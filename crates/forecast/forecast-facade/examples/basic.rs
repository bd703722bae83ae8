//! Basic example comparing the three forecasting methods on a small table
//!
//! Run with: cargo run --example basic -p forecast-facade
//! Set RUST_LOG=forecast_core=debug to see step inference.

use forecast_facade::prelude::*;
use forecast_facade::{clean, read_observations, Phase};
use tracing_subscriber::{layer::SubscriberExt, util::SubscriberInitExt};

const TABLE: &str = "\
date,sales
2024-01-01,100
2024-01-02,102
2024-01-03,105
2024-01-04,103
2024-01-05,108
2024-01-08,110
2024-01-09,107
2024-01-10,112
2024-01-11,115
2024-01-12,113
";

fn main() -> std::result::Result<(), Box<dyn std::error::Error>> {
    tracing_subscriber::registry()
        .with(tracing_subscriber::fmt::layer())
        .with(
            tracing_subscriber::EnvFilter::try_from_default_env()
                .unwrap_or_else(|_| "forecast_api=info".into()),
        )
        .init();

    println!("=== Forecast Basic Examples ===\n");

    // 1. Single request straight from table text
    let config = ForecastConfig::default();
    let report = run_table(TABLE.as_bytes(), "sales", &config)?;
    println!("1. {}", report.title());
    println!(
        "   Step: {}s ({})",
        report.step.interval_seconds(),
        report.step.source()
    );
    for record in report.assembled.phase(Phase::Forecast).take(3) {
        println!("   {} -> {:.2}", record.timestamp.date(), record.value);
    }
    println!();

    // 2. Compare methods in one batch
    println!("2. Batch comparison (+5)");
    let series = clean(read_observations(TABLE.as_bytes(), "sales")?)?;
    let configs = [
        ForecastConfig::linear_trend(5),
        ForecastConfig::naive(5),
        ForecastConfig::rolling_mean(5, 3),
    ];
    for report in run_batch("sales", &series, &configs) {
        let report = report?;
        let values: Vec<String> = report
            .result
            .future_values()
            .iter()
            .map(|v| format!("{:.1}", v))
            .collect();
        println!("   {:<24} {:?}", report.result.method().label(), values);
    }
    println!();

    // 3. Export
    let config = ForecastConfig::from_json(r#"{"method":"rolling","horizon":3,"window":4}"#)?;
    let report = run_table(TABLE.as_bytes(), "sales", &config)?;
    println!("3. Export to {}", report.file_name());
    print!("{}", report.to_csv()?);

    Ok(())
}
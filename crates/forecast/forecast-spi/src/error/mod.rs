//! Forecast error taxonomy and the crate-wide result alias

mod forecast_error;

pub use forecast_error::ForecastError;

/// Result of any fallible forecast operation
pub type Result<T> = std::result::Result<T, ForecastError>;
+++
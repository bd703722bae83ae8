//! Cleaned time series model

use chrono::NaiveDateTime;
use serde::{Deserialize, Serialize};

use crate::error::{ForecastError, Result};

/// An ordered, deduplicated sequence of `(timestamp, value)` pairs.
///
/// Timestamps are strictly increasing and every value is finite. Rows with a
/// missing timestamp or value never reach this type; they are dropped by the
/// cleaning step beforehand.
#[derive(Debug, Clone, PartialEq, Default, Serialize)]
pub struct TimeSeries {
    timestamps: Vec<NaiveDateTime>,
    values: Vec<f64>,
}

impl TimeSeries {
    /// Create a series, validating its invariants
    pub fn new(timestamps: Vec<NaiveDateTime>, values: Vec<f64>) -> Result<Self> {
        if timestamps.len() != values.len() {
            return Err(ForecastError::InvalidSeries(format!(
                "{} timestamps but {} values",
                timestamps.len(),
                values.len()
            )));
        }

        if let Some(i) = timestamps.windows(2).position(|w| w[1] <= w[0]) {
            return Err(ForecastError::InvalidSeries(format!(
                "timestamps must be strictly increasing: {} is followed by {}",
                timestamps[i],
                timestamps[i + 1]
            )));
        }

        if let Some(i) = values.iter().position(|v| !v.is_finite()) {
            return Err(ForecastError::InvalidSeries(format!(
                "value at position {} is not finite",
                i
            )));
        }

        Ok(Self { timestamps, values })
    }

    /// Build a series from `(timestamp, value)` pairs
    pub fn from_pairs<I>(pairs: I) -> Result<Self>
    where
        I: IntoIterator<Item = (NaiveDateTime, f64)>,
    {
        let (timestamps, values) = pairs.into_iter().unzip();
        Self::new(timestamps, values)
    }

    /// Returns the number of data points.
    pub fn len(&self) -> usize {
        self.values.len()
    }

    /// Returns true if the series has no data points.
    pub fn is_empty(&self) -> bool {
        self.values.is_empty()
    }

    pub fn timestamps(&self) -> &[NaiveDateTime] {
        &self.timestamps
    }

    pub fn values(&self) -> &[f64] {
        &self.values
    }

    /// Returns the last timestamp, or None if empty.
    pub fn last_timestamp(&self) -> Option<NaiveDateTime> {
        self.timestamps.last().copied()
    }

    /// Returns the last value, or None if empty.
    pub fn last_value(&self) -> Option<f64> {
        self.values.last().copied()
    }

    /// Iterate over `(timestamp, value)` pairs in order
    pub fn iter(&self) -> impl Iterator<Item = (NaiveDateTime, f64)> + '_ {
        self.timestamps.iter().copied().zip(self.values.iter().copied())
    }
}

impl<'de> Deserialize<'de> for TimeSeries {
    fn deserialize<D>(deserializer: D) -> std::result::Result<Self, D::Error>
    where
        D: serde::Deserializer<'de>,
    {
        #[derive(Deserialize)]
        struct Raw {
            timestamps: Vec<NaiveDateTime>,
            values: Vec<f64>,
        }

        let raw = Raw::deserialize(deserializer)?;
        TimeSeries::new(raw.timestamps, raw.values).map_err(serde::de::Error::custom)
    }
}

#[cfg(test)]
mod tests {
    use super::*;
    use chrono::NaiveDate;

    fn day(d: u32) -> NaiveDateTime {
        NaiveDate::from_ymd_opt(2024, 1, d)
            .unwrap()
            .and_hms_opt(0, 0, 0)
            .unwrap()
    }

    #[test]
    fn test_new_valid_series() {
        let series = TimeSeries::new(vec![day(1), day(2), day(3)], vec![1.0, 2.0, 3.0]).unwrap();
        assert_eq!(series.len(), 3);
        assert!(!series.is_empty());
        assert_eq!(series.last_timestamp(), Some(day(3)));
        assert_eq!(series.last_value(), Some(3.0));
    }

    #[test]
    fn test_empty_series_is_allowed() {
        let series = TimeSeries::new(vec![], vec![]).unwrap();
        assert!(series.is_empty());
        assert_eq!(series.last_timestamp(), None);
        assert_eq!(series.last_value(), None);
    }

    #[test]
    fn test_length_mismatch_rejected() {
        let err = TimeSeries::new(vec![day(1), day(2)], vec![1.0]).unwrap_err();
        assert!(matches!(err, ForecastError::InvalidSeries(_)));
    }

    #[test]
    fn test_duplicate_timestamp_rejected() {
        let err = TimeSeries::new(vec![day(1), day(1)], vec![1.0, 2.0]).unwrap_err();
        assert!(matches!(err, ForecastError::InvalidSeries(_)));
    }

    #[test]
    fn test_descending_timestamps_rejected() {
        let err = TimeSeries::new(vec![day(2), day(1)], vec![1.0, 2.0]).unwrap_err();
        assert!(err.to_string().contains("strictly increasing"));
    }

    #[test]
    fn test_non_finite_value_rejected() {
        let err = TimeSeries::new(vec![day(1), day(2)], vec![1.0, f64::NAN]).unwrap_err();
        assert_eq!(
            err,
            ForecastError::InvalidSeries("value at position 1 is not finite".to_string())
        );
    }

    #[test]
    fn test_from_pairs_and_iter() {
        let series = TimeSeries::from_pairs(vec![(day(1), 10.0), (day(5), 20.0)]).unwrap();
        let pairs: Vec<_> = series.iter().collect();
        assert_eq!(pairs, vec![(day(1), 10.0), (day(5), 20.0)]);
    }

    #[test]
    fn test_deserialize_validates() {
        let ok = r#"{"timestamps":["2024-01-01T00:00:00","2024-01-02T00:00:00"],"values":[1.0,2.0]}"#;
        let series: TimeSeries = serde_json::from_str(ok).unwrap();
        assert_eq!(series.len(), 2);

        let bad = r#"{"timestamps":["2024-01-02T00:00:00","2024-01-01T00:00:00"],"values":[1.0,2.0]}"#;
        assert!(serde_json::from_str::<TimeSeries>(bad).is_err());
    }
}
+++
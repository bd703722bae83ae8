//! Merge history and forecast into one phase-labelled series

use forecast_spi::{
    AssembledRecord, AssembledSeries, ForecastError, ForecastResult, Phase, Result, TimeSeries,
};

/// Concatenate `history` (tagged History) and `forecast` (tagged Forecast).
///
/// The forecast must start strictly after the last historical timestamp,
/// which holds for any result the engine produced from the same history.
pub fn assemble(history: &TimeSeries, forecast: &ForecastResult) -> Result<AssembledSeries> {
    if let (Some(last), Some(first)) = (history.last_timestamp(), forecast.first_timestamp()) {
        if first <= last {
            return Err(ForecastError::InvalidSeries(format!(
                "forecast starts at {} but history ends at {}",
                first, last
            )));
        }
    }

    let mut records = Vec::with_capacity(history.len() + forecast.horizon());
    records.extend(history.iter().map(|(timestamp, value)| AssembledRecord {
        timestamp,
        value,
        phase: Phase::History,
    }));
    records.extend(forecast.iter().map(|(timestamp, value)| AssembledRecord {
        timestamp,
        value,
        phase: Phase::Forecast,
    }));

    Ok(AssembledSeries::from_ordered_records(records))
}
+++
## Problem requirements
Filtering the entries above by the word "strictly", copy each line that matches.

## Expected output
/// Timestamps are strictly increasing and every value is finite. Rows with a
                "timestamps must be strictly increasing: {} is followed by {}",
        assert!(err.to_string().contains("strictly increasing"));
/// The forecast must start strictly after the last historical timestamp,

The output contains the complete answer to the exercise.